Triangle Arts and Entertainment – News and Reviews Theatre Dance Music Arts

South Stream Productions’ Blackbird Is an Emotional Roller-Coaster

South Stream Productions’ Blackbird, a 2005 one-act drama by Scottish playwright and screenwriter David Harrower, is inspired by the 2002 abduction of a 12-year-old British girl by a former U.S. Marine. The subject of Harrower’s play is an intense reunion between a sex offender and his former victim.

South Stream Productions’ director and scenic designer Brook North stages this counterplay — taking place entirely in an office break room — as an uncomfortable game of cat-and-mouse. The tense and economic staging, combined with Harrower’s rapid-fire dialogue, often leaves the audience wondering which character is the predator and which is the prey. Or are they one in the same? North’s set is pure corporate America — a washed-out palette of whites, blues, and greys.

Equally bleak is Alyssa Petrone’s lighting design, though that bleakness subtly warms and intensifies to highlight an important emotional moment. The blue coldness of the office is appropriate, but more overhead lighting is needed to prevent such a front-lit look.

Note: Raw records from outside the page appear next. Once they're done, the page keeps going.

//! Serial byte-stream transport over Bluetooth Low Energy
//!
//! Many BLE serial adapters (ELM327 OBD-II dongles, HM-10 modules) expose a
//! serial port as a pair of GATT characteristics: one that notifies incoming
//! bytes and one that accepts writes. This crate finds such peripherals,
//! connects to one, and hands the caller an [`InputStream`] / [`OutputStream`]
//! pair bound to that characteristic pair.
//!
//! ## Architecture
//!
//! - [`config`] - Transporter configuration
//! - [`error`] - Error types
//! - [`protocol`] - Service UUIDs and characteristic selection
//! - [`peripheral`] - Peripheral identity and connection state
//! - [`platform`] - The BLE central capability and its backends
//! - `discovery` - Scanning and discovery de-duplication
//! - `connection` - Connection state machine
//! - `stream` - Stream pair over notifications and writes
//! - `signal` - RSSI sampling
//! - `transport` - The transporter task and its handle
//!
//! All state lives on one task; [`BleSerialTransporter`] is a cloneable handle
//! that queues requests onto it.
//!
//! ## Usage
//!
//! ```rust,no_run
//! use std::sync::Arc;
//! use ble_serial::{
//!     BleSerialConfig, BleSerialError, BleSerialTransporter, BtleplugPlatform, ScanObserver,
//!     ScanResult,
//! };
//! use tokio::io::AsyncReadExt;
//!
//! struct PrintScan;
//!
//! impl ScanObserver for PrintScan {
//!     fn on_peripherals_updated(&self, peripherals: &ScanResult) {
//!         for p in peripherals {
//!             println!("{} {}", p.id, p.display_name());
//!         }
//!     }
//!
//!     fn on_scan_failed(&self, error: &BleSerialError) {
//!         eprintln!("scan failed: {}", error);
//!     }
//! }
//!
//! # async fn example(adapter: ble_serial::Peripheral) -> Result<(), Box<dyn std::error::Error>> {
//! let platform = BtleplugPlatform::new().await?;
//! let transporter = BleSerialTransporter::spawn(platform, BleSerialConfig::default()).await?;
//! transporter.start_scanning(Arc::new(PrintScan));
//!
//! // Once the adapter shows up in a scan result:
//! let mut streams = transporter.connect_async(&adapter).await?;
//! streams.output.write(b"ATZ\r").await?;
//!
//! let mut reply = [0u8; 64];
//! let n = streams.input.read(&mut reply).await?;
//! println!("{}", String::from_utf8_lossy(&reply[..n]));
//!
//! transporter.disconnect_async().await?;
//! # Ok(())
//! # }
//! ```

pub mod config;
mod connection;
mod discovery;
pub mod error;
mod observer;
pub mod peripheral;
pub mod platform;
pub mod protocol;
mod signal;
mod stream;
mod transport;

// Public API exports
pub use config::BleSerialConfig;
pub use connection::{ConnectCallback, DisconnectCallback};
pub use discovery::ScanResult;
pub use error::{BleSerialError, PlatformError, PlatformResult, Result};
pub use observer::{ConnectionObserver, ScanObserver, SignalObserver};
pub use peripheral::{ConnectionState, DisconnectReason, Peripheral, PeripheralId};
pub use platform::{
    BlePlatform, BtleplugPlatform, CharacteristicInfo, ConnectBehavior, PlatformEvent,
    PlatformEventSender, RadioState, SimulatedPeripheral, SimulatedPlatform,
};
pub use protocol::{ServiceSet, DEFAULT_SERVICE_UUIDS};
pub use signal::SignalSample;
pub use stream::{InputStream, OutputStream, StreamPair};
pub use transport::BleSerialTransporter;
// ----------------------------------------------------------------------------
// Connection Controller
// ----------------------------------------------------------------------------

/// Owns the connection state machine.
///
/// Platform operations run on spawned tasks and report back as
/// [`TaskEvent`]s tagged with the request that issued them. A completion
/// whose request is no longer pending is dropped, which is what keeps every
/// callback to a single invocation.
pub(crate) struct ConnectionController {
    config: Arc<BleSerialConfig>,
    platform: Arc<dyn BlePlatform>,
    task_events: mpsc::UnboundedSender<TaskEvent>,
    state: ConnectionState,
    state_tx: watch::Sender<ConnectionState>,
    next_request: u64,
    /// Peripheral of the current or last attempted connection
    peripheral: Option<Peripheral>,
    pending_connect: Option<PendingConnect>,
    pending_disconnect: Option<PendingDisconnect>,
    releasing: Option<PendingRelease>,
    bridge: Option<StreamBridge>,
    observer: Option<Arc<dyn ConnectionObserver>>,
    /// Peripheral whose connection just ended and must be discovered again
    stale: Option<PeripheralId>,
}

Katie Barrett gives this monochromatic world a burst of fiery red, channeling Una’s fears of abandonment with tenderness, but turning quickly into a ferocious, caged animal when old traumas are brought to the forefront. Barrett maintains strength and stability, with a counterbalance from John Honeycutt, whose bewildered Ray is appropriately unsteady and weak in contrast. An endearing Marleigh Purgar-McDonald helps deliver the third part of Harrower’s one-two-three emotional punch.

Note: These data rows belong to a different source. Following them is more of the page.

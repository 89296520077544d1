//! Periodic RSSI sampling of the active connection

use std::sync::Arc;
use std::time::{Duration, SystemTime};

use serde::{Deserialize, Serialize};
use tokio::sync::watch;
use tokio::time::{Instant, Interval, MissedTickBehavior};
use tracing::{debug, trace, warn};

use crate::error::{BleSerialError, PlatformResult};
use crate::observer::SignalObserver;

/// One RSSI reading
#[derive(Debug, Clone, Copy, PartialEq, Eq, Serialize, Deserialize)]
pub struct SignalSample {
    /// Received signal strength in dBm
    pub rssi: i16,
    pub sampled_at: SystemTime,
}

impl SignalSample {
    pub fn new(rssi: i16) -> Self {
        Self {
            rssi,
            sampled_at: SystemTime::now(),
        }
    }
}

// ----------------------------------------------------------------------------
// Signal Monitor
// ----------------------------------------------------------------------------

/// Timer state for RSSI polling.
///
/// The monitor never reads RSSI itself. [`SignalMonitor::on_tick`] tells the
/// owner whether a read should be issued and [`SignalMonitor::on_read`] takes
/// the result back.
pub(crate) struct SignalMonitor {
    ticker: Option<Interval>,
    observer: Option<Arc<dyn SignalObserver>>,
    /// Bumped on every start and stop so late reads can be discarded
    generation: u64,
    read_in_flight: bool,
    latest: watch::Sender<Option<SignalSample>>,
}

impl SignalMonitor {
    pub fn new() -> Self {
        let (latest, _) = watch::channel(None);
        Self {
            ticker: None,
            observer: None,
            generation: 0,
            read_in_flight: false,
            latest,
        }
    }

    pub fn subscribe(&self) -> watch::Receiver<Option<SignalSample>> {
        self.latest.subscribe()
    }

    pub fn is_running(&self) -> bool {
        self.ticker.is_some()
    }

    /// Start sampling, replacing any running interval and observer
    pub fn start(&mut self, interval: Duration, observer: Arc<dyn SignalObserver>) {
        let mut ticker = tokio::time::interval_at(Instant::now() + interval, interval);
        ticker.set_missed_tick_behavior(MissedTickBehavior::Skip);

        self.ticker = Some(ticker);
        self.observer = Some(observer);
        self.generation += 1;
        // A read from the previous run may never answer.
        self.read_in_flight = false;
        debug!("Signal strength updates every {:?}", interval);
    }

    /// Stop sampling; idempotent
    pub fn stop(&mut self) {
        if self.ticker.take().is_some() {
            self.observer = None;
            self.generation += 1;
            debug!("Signal strength updates stopped");
        }
    }

    /// Resolves on the next tick; never resolves while stopped
    pub async fn tick(&mut self) {
        match self.ticker.as_mut() {
            Some(ticker) => {
                ticker.tick().await;
            }
            None => std::future::pending::<()>().await,
        }
    }

    /// Decide whether this tick issues a read. Returns the generation to tag
    /// the read with.
    pub fn on_tick(&mut self, connected: bool) -> Option<u64> {
        if !connected {
            trace!("Skipping RSSI tick, not connected");
            return None;
        }
        if self.read_in_flight {
            trace!("Skipping RSSI tick, read still in flight");
            return None;
        }
        self.read_in_flight = true;
        Some(self.generation)
    }

    pub fn on_read(&mut self, generation: u64, result: PlatformResult<i16>) {
        if generation != self.generation {
            trace!("Dropping RSSI result from a previous monitor run");
            return;
        }
        self.read_in_flight = false;

        match result {
            Ok(rssi) => {
                let sample = SignalSample::new(rssi);
                trace!("RSSI {} dBm", rssi);
                self.latest.send_replace(Some(sample));
                if let Some(observer) = &self.observer {
                    observer.on_signal_updated(sample);
                }
            }
            Err(e) => {
                warn!("Failed to read RSSI: {}", e);
                if let Some(observer) = &self.observer {
                    observer.on_signal_error(&BleSerialError::Platform(e));
                }
            }
        }
    }
}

This roller-coaster creeps hesitantly toward its initial peak; and when it finally tips, the emotional ride is equally thrilling and horrifying. Precise, rhythmic dialogue, highly tense staging, and dynamic performances make South Stream’s Blackbird a must-see production. A film adaptation, called Una and starring Rooney Mara and Ben Mendelsohn, opens in cinemas later this month. Harrower himself adapted the play for the screen.

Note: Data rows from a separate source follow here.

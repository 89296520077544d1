//! Command handlers for the ble-serial CLI

use std::collections::HashSet;
use std::sync::Arc;
use std::time::Duration;

use tokio::io::{AsyncBufReadExt, AsyncReadExt, AsyncWriteExt, BufReader};
use tokio::sync::mpsc;
use tokio::time::{timeout_at, Instant};
use tracing::{debug, info, warn};

use ble_serial::{
    BleSerialConfig, BleSerialError, BleSerialTransporter, BtleplugPlatform, ConnectionObserver,
    InputStream, OutputStream, Peripheral, PeripheralId, ScanObserver, ScanResult, ServiceSet,
    SignalObserver, SignalSample, SimulatedPeripheral, SimulatedPlatform,
};

use crate::cli::{Cli, Commands};
use crate::config::{CliConfig, TerminalConfig};
use crate::error::{CliError, Result};

// ----------------------------------------------------------------------------
// Observers
// ----------------------------------------------------------------------------

/// Everything the transporter pushes, funnelled into one channel
#[derive(Debug)]
pub enum TransporterUpdate {
    Peripherals(ScanResult),
    ScanFailed(BleSerialError),
    Disconnected(PeripheralId),
    Signal(SignalSample),
    SignalError(BleSerialError),
}

/// Observer that forwards every callback as a [`TransporterUpdate`]
pub struct ChannelObserver {
    tx: mpsc::UnboundedSender<TransporterUpdate>,
}

impl ChannelObserver {
    pub fn new() -> (Arc<Self>, mpsc::UnboundedReceiver<TransporterUpdate>) {
        let (tx, rx) = mpsc::unbounded_channel();
        (Arc::new(Self { tx }), rx)
    }

    fn forward(&self, update: TransporterUpdate) {
        if self.tx.send(update).is_err() {
            debug!("Update receiver dropped");
        }
    }
}

impl ScanObserver for ChannelObserver {
    fn on_peripherals_updated(&self, peripherals: &ScanResult) {
        self.forward(TransporterUpdate::Peripherals(peripherals.clone()));
    }

    fn on_scan_failed(&self, error: &BleSerialError) {
        self.forward(TransporterUpdate::ScanFailed(error.clone()));
    }
}

impl ConnectionObserver for ChannelObserver {
    fn on_disconnected(&self, peripheral: &Peripheral) {
        self.forward(TransporterUpdate::Disconnected(peripheral.id.clone()));
    }
}

impl SignalObserver for ChannelObserver {
    fn on_signal_updated(&self, sample: SignalSample) {
        self.forward(TransporterUpdate::Signal(sample));
    }

    fn on_signal_error(&self, error: &BleSerialError) {
        self.forward(TransporterUpdate::SignalError(error.clone()));
    }
}

// ----------------------------------------------------------------------------
// Command Dispatcher
// ----------------------------------------------------------------------------

/// Command dispatcher for handling CLI commands
pub struct CommandDispatcher;

impl CommandDispatcher {
    /// Execute a CLI command
    pub async fn execute(cli: Cli, mut config: CliConfig) -> Result<()> {
        if !cli.services.is_empty() {
            config.transporter.service_uuids = ServiceSet::new(cli.services.iter().copied());
        }

        match cli.command {
            Commands::Scan { duration } => {
                let transporter = start_transporter(cli.simulate, config.transporter).await?;
                let result = handle_scan(&transporter, Duration::from_secs(duration)).await;
                transporter.shutdown().await;
                result
            }
            Commands::Connect {
                peripheral,
                scan_timeout,
                rssi_interval,
                hex,
            } => {
                let mut terminal = config.terminal;
                terminal.hex |= hex;
                let transporter = start_transporter(cli.simulate, config.transporter).await?;
                let result = handle_connect(
                    &transporter,
                    &peripheral,
                    Duration::from_secs(scan_timeout),
                    rssi_interval.map(Duration::from_secs),
                    &terminal,
                )
                .await;
                transporter.shutdown().await;
                result
            }
            Commands::Rssi {
                peripheral,
                interval,
                count,
                scan_timeout,
            } => {
                let transporter = start_transporter(cli.simulate, config.transporter).await?;
                let result = handle_rssi(
                    &transporter,
                    &peripheral,
                    Duration::from_secs(scan_timeout),
                    Duration::from_secs(interval.max(1)),
                    count,
                )
                .await;
                transporter.shutdown().await;
                result
            }
            Commands::Config { write } => handle_config(&config, write),
        }
    }
}

/// Spawn a transporter on the radio or on simulated adapters
pub async fn start_transporter(
    simulate: bool,
    config: BleSerialConfig,
) -> Result<BleSerialTransporter> {
    let transporter = if simulate {
        info!("Using simulated BLE adapters");
        BleSerialTransporter::spawn(simulated_platform(), config).await?
    } else {
        let platform = BtleplugPlatform::new().await?;
        BleSerialTransporter::spawn(platform, config).await?
    };
    Ok(transporter)
}

/// Two loopback adapters on the common serial services
pub fn simulated_platform() -> SimulatedPlatform {
    let platform = SimulatedPlatform::new();
    platform.add_peripheral(SimulatedPeripheral::echo_adapter("SIM-OBDII", "OBDII").with_rssi(-54));
    platform.add_peripheral(
        SimulatedPeripheral::echo_adapter("SIM-VLINK", "V-LINK")
            .with_rssi(-71)
            .with_max_write_len(64),
    );
    platform
}

// ----------------------------------------------------------------------------
// Scan
// ----------------------------------------------------------------------------

async fn handle_scan(transporter: &BleSerialTransporter, duration: Duration) -> Result<()> {
    info!("Scanning for {}s...", duration.as_secs());
    let (observer, mut updates) = ChannelObserver::new();
    transporter.start_scanning(observer);

    let deadline = Instant::now() + duration;
    let mut seen = HashSet::new();
    let mut latest = ScanResult::default();

    while let Ok(Some(update)) = timeout_at(deadline, updates.recv()).await {
        match update {
            TransporterUpdate::Peripherals(result) => {
                for peripheral in result.iter() {
                    if seen.insert(peripheral.id.clone()) {
                        println!("+ {}", describe(peripheral));
                    }
                }
                latest = result;
            }
            TransporterUpdate::ScanFailed(error) => return Err(CliError::ScanFailed(error)),
            _ => {}
        }
    }
    transporter.stop_scanning();

    println!("\n{} peripheral(s) found", latest.len());
    for peripheral in latest.iter() {
        println!("  {}", describe(peripheral));
    }
    Ok(())
}

fn describe(peripheral: &Peripheral) -> String {
    match peripheral.rssi {
        Some(rssi) => format!(
            "{} [{}] {} dBm",
            peripheral.display_name(),
            peripheral.id,
            rssi
        ),
        None => format!("{} [{}]", peripheral.display_name(), peripheral.id),
    }
}

/// Scan until `wanted` (identifier or name) shows up
pub async fn find_peripheral(
    transporter: &BleSerialTransporter,
    wanted: &str,
    scan_timeout: Duration,
) -> Result<Peripheral> {
    info!("Looking for {}...", wanted);
    let (observer, mut updates) = ChannelObserver::new();
    transporter.start_scanning(observer);

    let deadline = Instant::now() + scan_timeout;
    let found = loop {
        match timeout_at(deadline, updates.recv()).await {
            Ok(Some(TransporterUpdate::Peripherals(result))) => {
                let hit = result
                    .iter()
                    .find(|p| p.id.as_str() == wanted || p.name.as_deref() == Some(wanted));
                if let Some(peripheral) = hit {
                    break Ok(peripheral.clone());
                }
            }
            Ok(Some(TransporterUpdate::ScanFailed(error))) => break Err(CliError::ScanFailed(error)),
            Ok(Some(_)) => {}
            Ok(None) | Err(_) => {
                break Err(CliError::PeripheralNotFound {
                    peripheral: wanted.to_string(),
                    seconds: scan_timeout.as_secs(),
                })
            }
        }
    };

    transporter.stop_scanning();
    found
}

// ----------------------------------------------------------------------------
// Connect
// ----------------------------------------------------------------------------

async fn handle_connect(
    transporter: &BleSerialTransporter,
    wanted: &str,
    scan_timeout: Duration,
    rssi_interval: Option<Duration>,
    terminal: &TerminalConfig,
) -> Result<()> {
    let peripheral = find_peripheral(transporter, wanted, scan_timeout).await?;
    let streams = transporter.connect_async(&peripheral).await?;
    info!(
        "Connected to {}, type to send, Ctrl-D or Ctrl-C to quit",
        peripheral.display_name()
    );

    let (observer, mut updates) = ChannelObserver::new();
    let link_observer: Arc<dyn ConnectionObserver> = observer.clone();
    transporter.set_connection_observer(Some(link_observer));
    if let Some(interval) = rssi_interval {
        transporter.start_signal_updates(interval, observer);
    }

    let (input, output) = streams.into_split();
    let printer = tokio::spawn(print_input(input, terminal.hex));

    let mut lines = BufReader::new(tokio::io::stdin()).lines();
    let session = send_lines(&mut lines, output, terminal);
    tokio::pin!(session);

    let link_lost = loop {
        tokio::select! {
            result = &mut session => {
                result?;
                break false;
            }
            update = updates.recv() => match update {
                Some(TransporterUpdate::Disconnected(id)) => {
                    warn!("Connection to {} lost", id);
                    break true;
                }
                Some(TransporterUpdate::Signal(sample)) => info!("RSSI {} dBm", sample.rssi),
                Some(TransporterUpdate::SignalError(error)) => debug!("RSSI unavailable: {}", error),
                Some(_) => {}
                None => break true,
            },
            _ = tokio::signal::ctrl_c() => {
                info!("Interrupted");
                break false;
            }
        }
    };

    if !link_lost {
        transporter.disconnect_async().await?;
    }
    match printer.await {
        Ok(Ok(())) => {}
        Ok(Err(e)) => warn!("Reading from {} failed: {}", peripheral.display_name(), e),
        Err(e) => debug!("Input printer ended abnormally: {}", e),
    }
    Ok(())
}

/// Forward stdin lines to the peripheral until stdin closes
async fn send_lines<R>(
    lines: &mut tokio::io::Lines<R>,
    mut output: OutputStream,
    terminal: &TerminalConfig,
) -> Result<()>
where
    R: tokio::io::AsyncBufRead + Unpin,
{
    while let Some(line) = lines.next_line().await? {
        let bytes = encode_line(&line, terminal)?;
        if bytes.is_empty() {
            continue;
        }
        output.write(&bytes).await?;
    }
    Ok(())
}

/// Bytes to send for one line of terminal input
pub fn encode_line(line: &str, terminal: &TerminalConfig) -> Result<Vec<u8>> {
    if terminal.hex {
        let compact: String = line.split_whitespace().collect();
        return Ok(hex::decode(compact)?);
    }
    let mut bytes = line.as_bytes().to_vec();
    bytes.extend_from_slice(terminal.line_ending.as_bytes());
    Ok(bytes)
}

/// Copy everything the peripheral sends to stdout until the link closes
async fn print_input(mut input: InputStream, hex_output: bool) -> Result<()> {
    let mut stdout = tokio::io::stdout();
    let mut buf = [0u8; 512];
    loop {
        let n = input.read(&mut buf).await?;
        if n == 0 {
            return Ok(());
        }
        if hex_output {
            stdout
                .write_all(format!("{}\n", hex::encode(&buf[..n])).as_bytes())
                .await?;
        } else {
            // Adapters end lines with CR only.
            let text = String::from_utf8_lossy(&buf[..n]).replace('\r', "\n");
            stdout.write_all(text.as_bytes()).await?;
        }
        stdout.flush().await?;
    }
}

// ----------------------------------------------------------------------------
// RSSI
// ----------------------------------------------------------------------------

async fn handle_rssi(
    transporter: &BleSerialTransporter,
    wanted: &str,
    scan_timeout: Duration,
    interval: Duration,
    count: Option<usize>,
) -> Result<()> {
    let peripheral = find_peripheral(transporter, wanted, scan_timeout).await?;
    let _streams = transporter.connect_async(&peripheral).await?;

    let (observer, mut updates) = ChannelObserver::new();
    let link_observer: Arc<dyn ConnectionObserver> = observer.clone();
    transporter.set_connection_observer(Some(link_observer));
    transporter.start_signal_updates(interval, observer);

    let mut samples = 0;
    let link_lost = loop {
        if count.is_some_and(|count| samples >= count) {
            break false;
        }
        tokio::select! {
            update = updates.recv() => match update {
                Some(TransporterUpdate::Signal(sample)) => {
                    samples += 1;
                    println!("{} {} dBm", peripheral.display_name(), sample.rssi);
                }
                Some(TransporterUpdate::SignalError(error)) => warn!("RSSI read failed: {}", error),
                Some(TransporterUpdate::Disconnected(_)) | None => break true,
                Some(_) => {}
            },
            _ = tokio::signal::ctrl_c() => break false,
        }
    };

    transporter.stop_signal_updates();
    if link_lost {
        warn!("Connection to {} lost", peripheral.display_name());
    } else {
        transporter.disconnect_async().await?;
    }
    Ok(())
}

// ----------------------------------------------------------------------------
// Config
// ----------------------------------------------------------------------------

fn handle_config(config: &CliConfig, write: bool) -> Result<()> {
    print!("{}", config.to_toml()?);
    if write {
        let path = CliConfig::default_config_path()
            .ok_or_else(|| CliError::Config("no configuration directory".to_string()))?;
        config.save_to_file(&path)?;
        info!("Configuration written to {}", path.display());
    }
    Ok(())
}
#[async_trait]
impl BlePlatform for SimulatedPlatform {
    async fn attach(&self, events: PlatformEventSender) -> PlatformResult<()> {
        let mut state = self.lock();
        if state.events.is_some() {
            return Err(PlatformError::Other(
                "platform events already attached".to_string(),
            ));
        }
        state.events = Some(events);
        Ok(())
    }

    async fn radio_state(&self) -> RadioState {
        self.lock().radio
    }

    async fn start_scan(&self, services: &ServiceSet) -> PlatformResult<()> {
        let mut state = self.lock();
        match state.radio {
            RadioState::Available => {}
            RadioState::Unauthorized => return Err(PlatformError::Unauthorized),
            RadioState::PoweredOff | RadioState::Unsupported => {
                return Err(PlatformError::RadioUnavailable)
            }
        }
        state.scanning = true;
        state.scan_filter = services.clone();
        debug!("Simulated scan started");

        // Unfiltered: filtering is the scan session's job.
        let ids: Vec<PeripheralId> = state.peripherals.keys().cloned().collect();
        for id in ids {
            advertise_locked(&state, &id);
        }
        Ok(())
    }

    async fn stop_scan(&self) -> PlatformResult<()> {
        self.lock().scanning = false;
        Ok(())
    }

    async fn connect(&self, peripheral: &PeripheralId) -> PlatformResult<()> {
        let sim = self.lookup(peripheral)?;
        self.lock().connect_attempts += 1;

        match sim.connect {
            ConnectBehavior::Succeed => {
                self.lock().connected.insert(peripheral.clone());
                Ok(())
            }
            ConnectBehavior::Fail(reason) => Err(PlatformError::Other(reason)),
            ConnectBehavior::Hang => {
                let aborted = Arc::new(Notify::new());
                self.lock()
                    .pending_connects
                    .insert(peripheral.clone(), aborted.clone());
                aborted.notified().await;
                Err(PlatformError::Other("connection attempt aborted".to_string()))
            }
            ConnectBehavior::SucceedAfter(delay) => {
                tokio::time::sleep(delay).await;
                self.lock().connected.insert(peripheral.clone());
                Ok(())
            }
        }
    }

    async fn discover_characteristics(
        &self,
        peripheral: &PeripheralId,
        services: &ServiceSet,
    ) -> PlatformResult<Vec<CharacteristicInfo>> {
        if let Some(delay) = self.lookup(peripheral)?.discovery_delay {
            tokio::time::sleep(delay).await;
        }
        self.require_link(peripheral)?;
        let sim = self.lookup(peripheral)?;
        if let Some(reason) = sim.discovery_error {
            return Err(PlatformError::Other(reason));
        }
        Ok(sim
            .characteristics
            .into_iter()
            .filter(|c| services.is_empty() || services.contains(&c.service))
            .collect())
    }

    async fn subscribe(
        &self,
        peripheral: &PeripheralId,
        characteristic: &CharacteristicInfo,
    ) -> PlatformResult<()> {
        self.require_link(peripheral)?;
        self.lock()
            .subscribed
            .insert((peripheral.clone(), characteristic.uuid));
        Ok(())
    }

    async fn write(
        &self,
        peripheral: &PeripheralId,
        _characteristic: &CharacteristicInfo,
        data: &[u8],
        _write_type: WriteType,
    ) -> PlatformResult<()> {
        self.require_link(peripheral)?;
        let sim = self.lookup(peripheral)?;

        let mut state = self.lock();
        match state.fail_write_after {
            Some(0) => {
                state.fail_write_after = None;
                return Err(PlatformError::Other("write rejected".to_string()));
            }
            Some(remaining) => state.fail_write_after = Some(remaining - 1),
            None => {}
        }

        state
            .written
            .entry(peripheral.clone())
            .or_default()
            .push(data.to_vec());

        if sim.echo {
            if let Some(notify) = sim.notify_characteristic() {
                if state.subscribed.contains(&(peripheral.clone(), notify.uuid)) {
                    state.emit(PlatformEvent::Notification {
                        peripheral: peripheral.clone(),
                        characteristic: notify.uuid,
                        value: data.to_vec(),
                    });
                }
            }
        }
        Ok(())
    }

    async fn max_write_len(
        &self,
        peripheral: &PeripheralId,
        _write_type: WriteType,
    ) -> Option<usize> {
        self.lock()
            .peripherals
            .get(peripheral)
            .and_then(|sim| sim.max_write_len)
    }

    async fn read_rssi(&self, peripheral: &PeripheralId) -> PlatformResult<i16> {
        let mut state = self.lock();
        state.rssi_reads += 1;
        if !state.connected.contains(peripheral) {
            state.rssi_reads_while_disconnected += 1;
            return Err(PlatformError::NotConnected);
        }
        if let Some(reason) = &state.rssi_failure {
            return Err(PlatformError::Other(reason.clone()));
        }
        state
            .peripherals
            .get(peripheral)
            .map(|sim| sim.rssi)
            .ok_or_else(|| PlatformError::UnknownPeripheral(peripheral.to_string()))
    }

    async fn disconnect(&self, peripheral: &PeripheralId) -> PlatformResult<()> {
        let stalled = self.lock().disconnect_stalled;
        if stalled {
            std::future::pending::<()>().await;
        }
        let mut state = self.lock();
        if let Some(pending) = state.pending_connects.remove(peripheral) {
            pending.notify_one();
        }
        if let Some(reason) = &state.disconnect_failure {
            return Err(PlatformError::Other(reason.clone()));
        }
        state.subscribed.retain(|(id, _)| id != peripheral);
        if state.connected.remove(peripheral) {
            state.emit(PlatformEvent::Disconnected(peripheral.clone()));
        }
        Ok(())
    }
}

Blackbird runs approximately 80 minutes, with no intermission. It lands in Rated R territory for language and sexually graphic dialogue.

<em>Blackbird</em> stars John Honeycutt and Katie Barrett (photo by Jennifer Sanderson)

Blackbird stars John Honeycutt and Katie Barrett (photo by Jennifer Sanderson)

SECOND OPINION: Jan. 4th Durham, NC Indy Week mini-preview by Byron Woods: (Note: To read Triangle Arts and Entertainment’s online version of the Jan. 7th Triangle Review review by Martha Keravuori and Chuck Galle, click and the Jan. 7th review by Pamela Vesper and Kurt Benrud, click and, respectively.)

South Stream Productions presents BLACKBIRD at 3 p.m. Jan. 8, 7:30 p.m. Jan. 12-14, 3 p.m. Jan. 15, 7:30 p.m. Jan. 19-21, 3 p.m. Jan. 22 at Sonorous Road Theatre, 209 Oberlin Rd., Raleigh, North Carolina 27605.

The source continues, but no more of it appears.